● **What is needed**: Across the entries below, the lines containing "TransportClose" should be counted and only their number returned.

● **Stored data entries**:
________
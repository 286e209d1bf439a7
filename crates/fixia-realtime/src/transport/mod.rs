//! Transport abstraction
//!
//! The connection manager never talks to a socket library directly; it goes
//! through [`Transport`] / [`TransportFactory`] so the network stack can be
//! swapped by configuration (and mocked in tests). Two real transports
//! exist: a websocket channel and a long-poll fallback. Headless contexts
//! get a no-op transport instead of a conditional import.

pub mod noop;
pub mod polling;
pub mod websocket;

pub use noop::{NoopFactory, NoopTransport};
pub use polling::PollingTransport;
pub use websocket::WebSocketTransport;

use async_trait::async_trait;
use fixia_common::{RealtimeConfig, RealtimeResult, TransportMode};
use serde::{Deserialize, Serialize};
use std::fmt;
use std::sync::Arc;
use tokio::sync::mpsc;
use tracing::warn;

/// Which transport backend a handle speaks
#[derive(Debug, Clone, Copy, PartialEq, Eq, Serialize, Deserialize)]
#[serde(rename_all = "lowercase")]
pub enum TransportKind {
    WebSocket,
    Polling,
    Noop,
}

/// Why a transport dropped
#[derive(Debug, Clone, Copy, PartialEq, Eq, Hash, Serialize, Deserialize)]
pub enum DisconnectReason {
    /// Underlying channel dropped mid-stream (network blip, proxy restart)
    TransportClose,
    /// I/O or protocol error on the channel
    TransportError,
    /// Server closed the connection normally
    ServerClose,
    /// We asked for the close
    ClientClose,
}

impl DisconnectReason {
    /// Whether the manager should schedule a reconnect for this reason
    ///
    /// Only infrastructure-level drops are retried. A deliberate close from
    /// either side is final until the caller asks to connect again.
    #[must_use]
    pub const fn should_reconnect(self) -> bool {
        matches!(self, Self::TransportClose | Self::TransportError)
    }
}

impl fmt::Display for DisconnectReason {
    fn fmt(&self, f: &mut fmt::Formatter<'_>) -> fmt::Result {
        match self {
            Self::TransportClose => write!(f, "transport close"),
            Self::TransportError => write!(f, "transport error"),
            Self::ServerClose => write!(f, "server close"),
            Self::ClientClose => write!(f, "client close"),
        }
    }
}

/// Events a transport emits toward the connection manager
#[derive(Debug, Clone)]
pub enum TransportEvent {
    /// Handshake completed; the channel is live
    Connected,
    /// The channel is gone
    Disconnected(DisconnectReason),
    /// Non-fatal error; recovery is driven by the disconnect path
    Error(String),
    /// Inbound application payload
    Message(serde_json::Value),
}

/// A live (or settling) realtime channel
#[async_trait]
pub trait Transport: Send + Sync {
    /// Which backend this handle speaks
    fn kind(&self) -> TransportKind;

    /// Whether the channel currently reports itself connected
    fn is_connected(&self) -> bool;

    /// Send an application payload
    async fn send(&self, message: serde_json::Value) -> RealtimeResult<()>;

    /// Close the channel; idempotent
    async fn close(&self);
}

/// Opens transports; owns the websocket-then-polling preference order
#[async_trait]
pub trait TransportFactory: Send + Sync {
    /// Open a fresh transport, wiring its events into `events`
    async fn open(
        &self,
        events: mpsc::Sender<TransportEvent>,
    ) -> RealtimeResult<Arc<dyn Transport>>;
}

/// Production factory: websocket first, long-poll fallback
pub struct NetworkFactory {
    config: RealtimeConfig,
    http: reqwest::Client,
}

impl NetworkFactory {
    /// # Errors
    /// Returns `RealtimeError::Config` if the HTTP client cannot be built.
    pub fn new(config: RealtimeConfig) -> RealtimeResult<Self> {
        let http = reqwest::Client::builder()
            .build()
            .map_err(|e| fixia_common::RealtimeError::Config(format!("http client: {e}")))?;
        Ok(Self { config, http })
    }
}

#[async_trait]
impl TransportFactory for NetworkFactory {
    async fn open(
        &self,
        events: mpsc::Sender<TransportEvent>,
    ) -> RealtimeResult<Arc<dyn Transport>> {
        match WebSocketTransport::open(
            &self.config.websocket_url(),
            self.config.connect_timeout(),
            events.clone(),
        )
        .await
        {
            Ok(transport) => Ok(transport as Arc<dyn Transport>),
            Err(error) => {
                warn!(%error, "websocket transport unavailable, falling back to polling");
                let transport = PollingTransport::open(
                    self.http.clone(),
                    self.config.poll_url(),
                    self.config.connect_timeout(),
                    events,
                )
                .await?;
                Ok(transport as Arc<dyn Transport>)
            }
        }
    }
}

impl fmt::Debug for NetworkFactory {
    fn fmt(&self, f: &mut fmt::Formatter<'_>) -> fmt::Result {
        f.debug_struct("NetworkFactory")
            .field("endpoint", &self.config.endpoint)
            .finish()
    }
}

/// Pick the factory for the configured transport mode
///
/// # Errors
/// Returns `RealtimeError::Config` if the network factory cannot be built.
pub fn transport_factory(config: &RealtimeConfig) -> RealtimeResult<Arc<dyn TransportFactory>> {
    match config.transport_mode {
        TransportMode::Network => Ok(Arc::new(NetworkFactory::new(config.clone())?)),
        TransportMode::Disabled => Ok(Arc::new(NoopFactory)),
    }
}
________
● **Answer to this task**: 3